DATA EXTRACT section start

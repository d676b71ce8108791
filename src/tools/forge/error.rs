//! Registration-side error taxonomy.

/// Error while materializing or resolving one descriptor.
///
/// These are recovered per descriptor during registration: the offending
/// descriptor is dropped and the batch continues. Startup never fails
/// because of one bad source body.
#[derive(Debug, thiserror::Error)]
pub enum ForgeError {
    /// The source body failed to parse, validate, or instantiate.
    #[error("tool {name} failed to materialize: {reason}")]
    Materialization { name: String, reason: String },

    /// Materialization succeeded but the namespace holds no symbol with the
    /// declared name.
    #[error("no symbol named {name} in the execution namespace")]
    SymbolNotFound { name: String },

    /// The declared name resolved to something that is not a function.
    #[error("symbol {name} is not invocable")]
    NotInvocable { name: String },

    /// The function uses a value type that cannot be bound from JSON
    /// arguments (reference types, vectors).
    #[error("tool {name} has an unsupported {position} type: {ty}")]
    UnsupportedType {
        name: String,
        position: &'static str,
        ty: String,
    },

    /// The descriptor's explicit parameter list does not match the function.
    #[error("tool {name} declares {declared} parameters but its function takes {actual}")]
    SignatureMismatch {
        name: String,
        declared: usize,
        actual: usize,
    },

    /// Engine construction or configuration failure.
    #[error("engine error: {0}")]
    Engine(String),
}
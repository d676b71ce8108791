use std::sync::Arc;

use clap::Parser;

use toolforge::logging;
use toolforge::mcp::McpServer;
use toolforge::settings::Settings;
use toolforge::tools::forge::Forge;
use toolforge::tools::{ToolRegistry, load_descriptors, register_all};

#[tokio::main]
async fn main() -> anyhow::Result<()> {
    dotenvy::dotenv().ok();
    let settings = Settings::parse();
    logging::init(settings.debug);

    tracing::info!(
        registry = %settings.registry.display(),
        "Starting toolforge"
    );

    let forge = Arc::new(Forge::new(settings.limits())?);
    let registry = Arc::new(ToolRegistry::new());

    // A broken registry file must not prevent the front end from starting;
    // the server then advertises an empty tool set.
    let descriptors = match load_descriptors(&settings.registry).await {
        Ok(descriptors) => descriptors,
        Err(error) => {
            tracing::error!(%error, "Failed to load the tool registry file, serving an empty tool set");
            Vec::new()
        }
    };

    // Registration runs to completion before the first request is read.
    tokio::select! {
        report = register_all(&forge, &registry, &descriptors) => {
            if !report.all_succeeded() {
                tracing::warn!(failed = report.failed_count(), "Some tools were skipped");
            }
        }
        _ = tokio::signal::ctrl_c() => {
            tracing::info!("Startup aborted");
            return Ok(());
        }
    }

    let server = McpServer::new(forge, registry, settings);
    tokio::select! {
        result = server.serve() => result?,
        _ = tokio::signal::ctrl_c() => {
            tracing::info!("Interrupted, shutting down");
        }
    }

    Ok(())
}
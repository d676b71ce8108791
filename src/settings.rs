//! Process configuration.
//!
//! Everything is settable from the command line or the environment; a `.env`
//! file is honored when present (loaded by the binary before parsing).

use std::path::PathBuf;
use std::time::Duration;

use clap::Parser;

use crate::tools::forge::ResourceLimits;

/// Command line and environment configuration for the server.
#[derive(Parser, Debug, Clone)]
#[command(name = "toolforge", version, about)]
pub struct Settings {
    /// Path to the tool registry file (ordered JSON array of descriptors).
    #[arg(long, env = "TOOLFORGE_REGISTRY", default_value = "tools/registry.json")]
    pub registry: PathBuf,

    /// Enable the diagnostic side channel on stderr.
    ///
    /// Off by default: stdout belongs to the protocol, and stderr stays
    /// silent unless explicitly requested.
    #[arg(long, env = "TOOLFORGE_DEBUG")]
    pub debug: bool,

    /// Wall-clock budget for a single tool call, in seconds.
    #[arg(long, env = "TOOLFORGE_CALL_TIMEOUT", default_value_t = 30)]
    pub call_timeout_secs: u64,

    /// Fuel budget for a single tool call (CPU metering).
    #[arg(long, env = "TOOLFORGE_CALL_FUEL", default_value_t = 10_000_000)]
    pub call_fuel: u64,
}

impl Settings {
    /// Per-call resource limits derived from the configured budgets.
    pub fn limits(&self) -> ResourceLimits {
        ResourceLimits {
            fuel: self.call_fuel,
            timeout: Duration::from_secs(self.call_timeout_secs),
        }
    }
}

#[cfg(test)]
mod tests {
    use super::*;

    #[test]
    fn test_defaults() {
        let settings = Settings::parse_from(["toolforge"]);
        assert_eq!(settings.registry, PathBuf::from("tools/registry.json"));
        assert!(!settings.debug);
        assert_eq!(settings.limits().timeout, Duration::from_secs(30));
        assert_eq!(settings.limits().fuel, 10_000_000);
    }

    #[test]
    fn test_overrides() {
        let settings = Settings::parse_from([
            "toolforge",
            "--registry",
            "/tmp/custom.json",
            "--debug",
            "--call-timeout-secs",
            "5",
        ]);
        assert_eq!(settings.registry, PathBuf::from("/tmp/custom.json"));
        assert!(settings.debug);
        assert_eq!(settings.limits().timeout, Duration::from_secs(5));
    }
}
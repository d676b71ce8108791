//! Stdio protocol front end.
//!
//! Reads one JSON-RPC frame per line from stdin and writes response frames
//! to stdout. stdout carries protocol frames only; every human-readable
//! diagnostic goes to the stderr side channel. Malformed input never takes
//! the loop down.

use std::sync::Arc;

use serde_json::Value;
use tokio::io::{AsyncBufReadExt, AsyncWriteExt, BufReader};

use crate::mcp::protocol::{self, CallParams, Request, error_code};
use crate::settings::Settings;
use crate::tools::forge::Forge;
use crate::tools::{InvokeError, Invoker, ToolRegistry, load_descriptors, register_all};

/// Serves the capability table to one connected agent runtime.
pub struct McpServer {
    forge: Arc<Forge>,
    registry: Arc<ToolRegistry>,
    invoker: Invoker,
    settings: Settings,
}

impl McpServer {
    pub fn new(forge: Arc<Forge>, registry: Arc<ToolRegistry>, settings: Settings) -> Self {
        let invoker = Invoker::new(Arc::clone(&forge));
        Self {
            forge,
            registry,
            invoker,
            settings,
        }
    }

    /// Serve until stdin closes.
    pub async fn serve(&self) -> std::io::Result<()> {
        let mut lines = BufReader::new(tokio::io::stdin()).lines();
        let mut stdout = tokio::io::stdout();

        tracing::info!("Protocol front end serving on stdio");

        while let Some(line) = lines.next_line().await? {
            for frame in self.handle_line(line.trim()).await {
                let encoded = match serde_json::to_string(&frame) {
                    Ok(encoded) => encoded,
                    Err(error) => {
                        tracing::error!(%error, "Failed to encode response frame");
                        continue;
                    }
                };
                stdout.write_all(encoded.as_bytes()).await?;
                stdout.write_all(b"\n").await?;
                stdout.flush().await?;
            }
        }

        tracing::info!("stdin closed, shutting down");
        Ok(())
    }

    /// Handle one raw input line; returns the frames to write, in order.
    async fn handle_line(&self, line: &str) -> Vec<Value> {
        if line.is_empty() {
            return Vec::new();
        }

        let request: Request = match serde_json::from_str(line) {
            Ok(request) => request,
            Err(error) => {
                tracing::warn!(%error, "Discarding unparseable frame");
                return vec![protocol::error_response(
                    Value::Null,
                    error_code::PARSE_ERROR,
                    "parse error",
                    None,
                )];
            }
        };

        match request.id {
            // Notifications are never answered.
            None => {
                tracing::debug!(method = %request.method, "Notification received");
                Vec::new()
            }
            Some(id) => self.handle_request(id, &request.method, request.params).await,
        }
    }

    async fn handle_request(&self, id: Value, method: &str, params: Value) -> Vec<Value> {
        match method {
            "initialize" => vec![protocol::response(id, protocol::initialize_result())],
            "ping" => vec![protocol::response(id, serde_json::json!({}))],
            "tools/list" => {
                let tools = self.registry.list().await;
                vec![protocol::response(id, protocol::tools_list_result(&tools))]
            }
            "tools/call" => vec![self.handle_call(id, params).await],
            "tools/reload" => self.handle_reload(id).await,
            other => vec![protocol::error_response(
                id,
                error_code::METHOD_NOT_FOUND,
                &format!("method '{other}' not implemented"),
                None,
            )],
        }
    }

    async fn handle_call(&self, id: Value, params: Value) -> Value {
        let params: CallParams = match serde_json::from_value(params) {
            Ok(params) => params,
            Err(error) => {
                return protocol::error_response(
                    id,
                    error_code::INVALID_PARAMS,
                    &format!("invalid call parameters: {error}"),
                    None,
                );
            }
        };

        let Some(tool) = self.registry.get(&params.name).await else {
            return protocol::invoke_error_response(
                id,
                &InvokeError::ToolNotFound(params.name),
            );
        };

        match self.invoker.invoke(&tool, &params.arguments).await {
            Ok(value) => protocol::response(id, protocol::call_result(value)),
            Err(error) => {
                tracing::warn!(tool = %tool.name, %error, "Tool call failed");
                protocol::invoke_error_response(id, &error)
            }
        }
    }

    /// Re-run registration over the registry file with upsert semantics.
    async fn handle_reload(&self, id: Value) -> Vec<Value> {
        let descriptors = match load_descriptors(&self.settings.registry).await {
            Ok(descriptors) => descriptors,
            Err(error) => {
                tracing::error!(%error, "Reload failed to read the registry file");
                return vec![protocol::error_response(
                    id,
                    error_code::INTERNAL_ERROR,
                    &error.to_string(),
                    None,
                )];
            }
        };

        let report = register_all(&self.forge, &self.registry, &descriptors).await;
        let result = serde_json::json!({
            "registered": report.registered,
            "failed": report.failed_count(),
        });

        vec![
            protocol::response(id, result),
            protocol::notification("notifications/tools/list_changed"),
        ]
    }
}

DATA EXTRACT section end

[PROBLEM DESCRIPTION]: Exactly as they appear, copy the lines of the listing above from the first through the one that contains "registration: the offending", and nothing more.

[TASK RESULT]:
repository d676b71ce8108791
filename src/tools/forge/error.rs
//! Registration-side error taxonomy.

/// Error while materializing or resolving one descriptor.
///
/// These are recovered per descriptor during registration: the offending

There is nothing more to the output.